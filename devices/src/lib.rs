// Copyright 2024 The ChromiumOS Authors
// Use of this source code is governed by a BSD-style license that can be
// found in the LICENSE file.

//! The ARMv8-A virtual machine monitor's core device model: the virtual
//! bus, system-register dispatch, GIC, per-VCPU timer, VCPU lifecycle, and
//! virtio MMIO transport + console device (spec.md §1-§4).

pub mod bus;
pub mod error;
pub mod gic;
pub mod msr;
pub mod timer;
pub mod vcpu;
pub mod virtio;

pub use bus::{AccessKind, BusDevice, BusSpace, VBus};
pub use error::{DevError, DevResult};
pub use gic::{CpuIrqInterface, GicConfig, GicD, GicIts, GicR, GicVersion, InjectionInfo, ListRegisterEntry, LrState};
pub use msr::{MsrBus, Register};
pub use timer::{PerCpuTimer, TimerCtl, TimerIrqSink};
pub use vcpu::roundup::{RecallTarget, RoundupCoordinator};
pub use vcpu::state::{AtomicVcpuState, VcpuState};
pub use vcpu::{StartMode, Vcpu, VcpuConfig, VcpuFeatures};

__Exercise__
The whole listing needs repeating. Match each line exactly.

__Your solution__
filename devices/src/lib.rs
// Copyright 2024 The ChromiumOS Authors
// Use of this source code is governed by a BSD-style license that can be
// found in the LICENSE file.

//! The ARMv8-A virtual machine monitor's core device model: the virtual
//! bus, system-register dispatch, GIC, per-VCPU timer, VCPU lifecycle, and
//! virtio MMIO transport + console device (spec.md §1-§4).

pub mod bus;
pub mod error;
pub mod gic;
pub mod msr;
pub mod timer;
pub mod vcpu;
pub mod virtio;

pub use bus::{AccessKind, BusDevice, BusSpace, VBus};
pub use error::{DevError, DevResult};
pub use gic::{CpuIrqInterface, GicConfig, GicD, GicIts, GicR, GicVersion, InjectionInfo, ListRegisterEntry, LrState};
pub use msr::{MsrBus, Register};
pub use timer::{PerCpuTimer, TimerCtl, TimerIrqSink};
pub use vcpu::roundup::{RecallTarget, RoundupCoordinator};
pub use vcpu::state::{AtomicVcpuState, VcpuState};
pub use vcpu::{StartMode, Vcpu, VcpuConfig, VcpuFeatures};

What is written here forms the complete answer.